Line tally for the word "ChangedFn": count the lines below that contain it and reply with the number alone.
++++ EXERCISE DATA
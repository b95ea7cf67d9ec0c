// Copyright 2025 the Understory Authors
// SPDX-License-Identifier: Apache-2.0 OR MIT

//! Focus-change events and their listeners.
//!
//! A move fires two events:
//!
//! - [`FocusChangingEvent`], before anything is mutated. Every registered
//!   changing listener runs, in registration order; if any returns
//!   [`Verdict::Cancel`], the move is abandoned and no further event fires.
//! - [`FocusChangedEvent`], after focus and history are updated.
//!
//! Cancellation is a return value, not a flag on a shared event object.

use alloc::boxed::Box;
use alloc::vec::Vec;
use core::fmt;

use tvnav_dom::NodeId;

use crate::direction::Direction;

/// Payload of the cancellable pre-move event.
#[derive(Copy, Clone, Debug, PartialEq, Eq)]
pub struct FocusChangingEvent {
    /// Requested direction.
    pub direction: Direction,
    /// Raw key code, when the move came from key input.
    pub key_code: Option<u32>,
    /// Focused element before the move.
    pub previous_focus_element: Option<NodeId>,
    /// Element that would receive focus.
    pub next_focus_element: NodeId,
}

/// Payload of the informational post-move event.
#[derive(Copy, Clone, Debug, PartialEq, Eq)]
pub struct FocusChangedEvent {
    /// Direction of the move.
    pub direction: Direction,
    /// Raw key code, when the move came from key input.
    pub key_code: Option<u32>,
    /// Focused element before the move.
    pub previous_focus_element: Option<NodeId>,
    /// Element now focused.
    pub focused_element: NodeId,
}

/// A changing listener's answer.
#[derive(Copy, Clone, Debug, Default, PartialEq, Eq)]
pub enum Verdict {
    /// Let the move proceed.
    #[default]
    Allow,
    /// Veto the move.
    Cancel,
}

/// Handle returned when registering a listener.
#[derive(Copy, Clone, Debug, PartialEq, Eq, Hash, PartialOrd, Ord)]
pub struct ListenerId(u64);

type ChangingFn = Box<dyn FnMut(&FocusChangingEvent) -> Verdict>;
type ChangedFn = Box<dyn FnMut(&FocusChangedEvent)>;

/// Both listener lists, sharing one id space.
#[derive(Default)]
pub(crate) struct Listeners {
    next: u64,
    changing: Vec<(ListenerId, ChangingFn)>,
    changed: Vec<(ListenerId, ChangedFn)>,
}

impl fmt::Debug for Listeners {
    fn fmt(&self, f: &mut fmt::Formatter<'_>) -> fmt::Result {
        f.debug_struct("Listeners")
            .field("changing", &self.changing.len())
            .field("changed", &self.changed.len())
            .finish_non_exhaustive()
    }
}

impl Listeners {
    fn next_id(&mut self) -> ListenerId {
        self.next += 1;
        ListenerId(self.next)
    }

    pub(crate) fn on_changing(&mut self, f: ChangingFn) -> ListenerId {
        let id = self.next_id();
        self.changing.push((id, f));
        id
    }

    pub(crate) fn on_changed(&mut self, f: ChangedFn) -> ListenerId {
        let id = self.next_id();
        self.changed.push((id, f));
        id
    }

    pub(crate) fn remove(&mut self, id: ListenerId) -> bool {
        let before = self.changing.len() + self.changed.len();
        self.changing.retain(|(l, _)| *l != id);
        self.changed.retain(|(l, _)| *l != id);
        self.changing.len() + self.changed.len() != before
    }

    /// Runs every changing listener; any cancel vetoes.
    pub(crate) fn dispatch_changing(&mut self, event: &FocusChangingEvent) -> Verdict {
        let mut verdict = Verdict::Allow;
        for (_, f) in &mut self.changing {
            if f(event) == Verdict::Cancel {
                verdict = Verdict::Cancel;
            }
        }
        verdict
    }

    pub(crate) fn dispatch_changed(&mut self, event: &FocusChangedEvent) {
        for (_, f) in &mut self.changed {
            f(event);
        }
    }
}
// Copyright 2025 the Understory Authors
// SPDX-License-Identifier: Apache-2.0 OR MIT

//! The document: an arena of elements with a single focused element.

use alloc::vec;
use alloc::vec::Vec;

use kurbo::Rect;

use crate::element::Element;
use crate::selector::SelectorList;
use crate::types::{ElementFlags, FrameId, NodeId};

#[derive(Clone, Debug)]
struct Node {
    element: Element,
    parent: Option<NodeId>,
    children: Vec<NodeId>,
}

#[derive(Clone, Debug)]
struct Slot {
    generation: u32,
    node: Option<Node>,
}

/// A tree of [`Element`]s plus the focused element.
///
/// The root element (`body`) is created with the document and spans the
/// viewport. It cannot be removed.
#[derive(Clone, Debug)]
pub struct Document {
    slots: Vec<Slot>,
    free: Vec<u32>,
    root: NodeId,
    active: Option<NodeId>,
}

impl Document {
    /// Creates a document whose root element covers `viewport`.
    #[must_use]
    pub fn new(viewport: Rect) -> Self {
        let root = Node {
            element: Element::new("body").with_bounds(viewport),
            parent: None,
            children: Vec::new(),
        };
        Self {
            slots: vec![Slot {
                generation: 1,
                node: Some(root),
            }],
            free: Vec::new(),
            root: NodeId::new(0, 1),
            active: None,
        }
    }

    /// Root element.
    #[must_use]
    pub fn root(&self) -> NodeId {
        self.root
    }

    /// Viewport rectangle (the root element's bounds).
    #[must_use]
    pub fn viewport(&self) -> Rect {
        self.rect(self.root).unwrap_or(Rect::ZERO)
    }

    /// Returns `true` if `id` refers to an attached element.
    #[must_use]
    pub fn is_alive(&self, id: NodeId) -> bool {
        self.node(id).is_some()
    }

    fn node(&self, id: NodeId) -> Option<&Node> {
        let slot = self.slots.get(id.idx())?;
        if slot.generation != id.1 {
            return None;
        }
        slot.node.as_ref()
    }

    fn node_mut(&mut self, id: NodeId) -> Option<&mut Node> {
        let slot = self.slots.get_mut(id.idx())?;
        if slot.generation != id.1 {
            return None;
        }
        slot.node.as_mut()
    }

    /// Appends `element` as the last child of `parent`.
    ///
    /// # Panics
    ///
    /// Panics if `parent` is not a live element.
    #[track_caller]
    pub fn append(&mut self, parent: NodeId, element: Element) -> NodeId {
        assert!(self.is_alive(parent), "parent {parent:?} is not attached");
        let node = Node {
            element,
            parent: Some(parent),
            children: Vec::new(),
        };
        let id = if let Some(idx) = self.free.pop() {
            let slot = &mut self.slots[idx as usize];
            slot.generation = slot.generation.wrapping_add(1);
            slot.node = Some(node);
            NodeId::new(idx, slot.generation)
        } else {
            let idx = u32::try_from(self.slots.len()).expect("document slot count fits in u32");
            self.slots.push(Slot {
                generation: 1,
                node: Some(node),
            });
            NodeId::new(idx, 1)
        };
        if let Some(p) = self.node_mut(parent) {
            p.children.push(id);
        }
        id
    }

    /// Detaches `id` and its whole subtree.
    ///
    /// Every [`NodeId`] inside the subtree becomes stale. If focus was inside
    /// the subtree it is cleared. Returns `false` for the root or a dead id.
    pub fn remove(&mut self, id: NodeId) -> bool {
        if id == self.root || !self.is_alive(id) {
            return false;
        }
        if let Some(active) = self.active
            && self.is_inclusive_ancestor(id, active)
        {
            self.active = None;
        }
        if let Some(parent) = self.node(id).and_then(|n| n.parent)
            && let Some(p) = self.node_mut(parent)
        {
            p.children.retain(|&c| c != id);
        }
        let mut stack = vec![id];
        while let Some(n) = stack.pop() {
            let slot = &mut self.slots[n.idx()];
            if let Some(node) = slot.node.take() {
                stack.extend(node.children);
                self.free.push(n.0);
            }
        }
        true
    }

    /// Element data for `id`.
    #[must_use]
    pub fn element(&self, id: NodeId) -> Option<&Element> {
        self.node(id).map(|n| &n.element)
    }

    /// Mutable element data for `id`.
    pub fn element_mut(&mut self, id: NodeId) -> Option<&mut Element> {
        self.node_mut(id).map(|n| &mut n.element)
    }

    /// Current layout box of `id`.
    #[must_use]
    pub fn rect(&self, id: NodeId) -> Option<Rect> {
        self.element(id).map(|e| e.bounds)
    }

    /// Updates the layout box of `id`. Returns `false` if `id` is dead.
    pub fn set_bounds(&mut self, id: NodeId, bounds: Rect) -> bool {
        self.element_mut(id).map(|e| e.bounds = bounds).is_some()
    }

    /// Parent of `id`.
    #[must_use]
    pub fn parent(&self, id: NodeId) -> Option<NodeId> {
        self.node(id).and_then(|n| n.parent)
    }

    /// Children of `id` in document order.
    #[must_use]
    pub fn children(&self, id: NodeId) -> &[NodeId] {
        self.node(id).map_or(&[], |n| n.children.as_slice())
    }

    /// Returns `true` if `ancestor` is `node` or one of its ancestors.
    #[must_use]
    pub fn is_inclusive_ancestor(&self, ancestor: NodeId, node: NodeId) -> bool {
        let mut cur = Some(node);
        while let Some(id) = cur {
            if id == ancestor {
                return true;
            }
            cur = self.parent(id);
        }
        false
    }

    /// Returns `true` if `id` and all of its ancestors are visible.
    #[must_use]
    pub fn is_rendered(&self, id: NodeId) -> bool {
        if !self.is_alive(id) {
            return false;
        }
        let mut cur = Some(id);
        while let Some(n) = cur {
            match self.element(n) {
                Some(e) if e.flags.contains(ElementFlags::VISIBLE) => cur = self.parent(n),
                _ => return false,
            }
        }
        true
    }

    /// Pre-order traversal of the strict descendants of `scope`, in document order.
    ///
    /// The iterator is lazy and restartable: each call walks the current tree.
    #[must_use]
    pub fn descendants(&self, scope: NodeId) -> Descendants<'_> {
        let mut stack = Vec::new();
        stack.extend(self.children(scope).iter().rev().copied());
        Descendants { doc: self, stack }
    }

    /// First element in `scope` (inclusive) matching `selectors`, in document order.
    #[must_use]
    pub fn query_selector(&self, scope: NodeId, selectors: &SelectorList) -> Option<NodeId> {
        self.query_selector_all(scope, selectors).next()
    }

    /// All elements in `scope` (inclusive) matching `selectors`, in document order.
    pub fn query_selector_all<'a>(
        &'a self,
        scope: NodeId,
        selectors: &'a SelectorList,
    ) -> impl Iterator<Item = NodeId> + 'a {
        let head = self.is_alive(scope).then_some(scope);
        head.into_iter()
            .chain(self.descendants(scope))
            .filter(move |&id| self.element(id).is_some_and(|e| selectors.matches(e)))
    }

    /// The iframe element hosting `frame`, if any.
    #[must_use]
    pub fn find_frame(&self, frame: FrameId) -> Option<NodeId> {
        self.descendants(self.root)
            .find(|&id| self.element(id).is_some_and(|e| e.frame == Some(frame)))
    }

    /// The focused element, if any and still attached.
    #[must_use]
    pub fn active_element(&self) -> Option<NodeId> {
        self.active.filter(|&id| self.is_alive(id))
    }

    /// Focuses `id`. Returns `false` (and leaves focus unchanged) if `id` is dead.
    ///
    /// This is the raw focus primitive; eligibility is the caller's business.
    pub fn focus(&mut self, id: NodeId) -> bool {
        if !self.is_alive(id) {
            return false;
        }
        self.active = Some(id);
        true
    }

    /// Clears focus.
    pub fn blur(&mut self) {
        self.active = None;
    }
}

/// Iterator returned by [`Document::descendants`].
#[derive(Debug)]
pub struct Descendants<'a> {
    doc: &'a Document,
    stack: Vec<NodeId>,
}

impl Iterator for Descendants<'_> {
    type Item = NodeId;

    fn next(&mut self) -> Option<NodeId> {
        let id = self.stack.pop()?;
        // Push children in reverse order so pops follow document order.
        self.stack
            .extend(self.doc.children(id).iter().rev().copied());
        Some(id)
    }
}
++++++++
→ **YOUR RESPONSE**:
3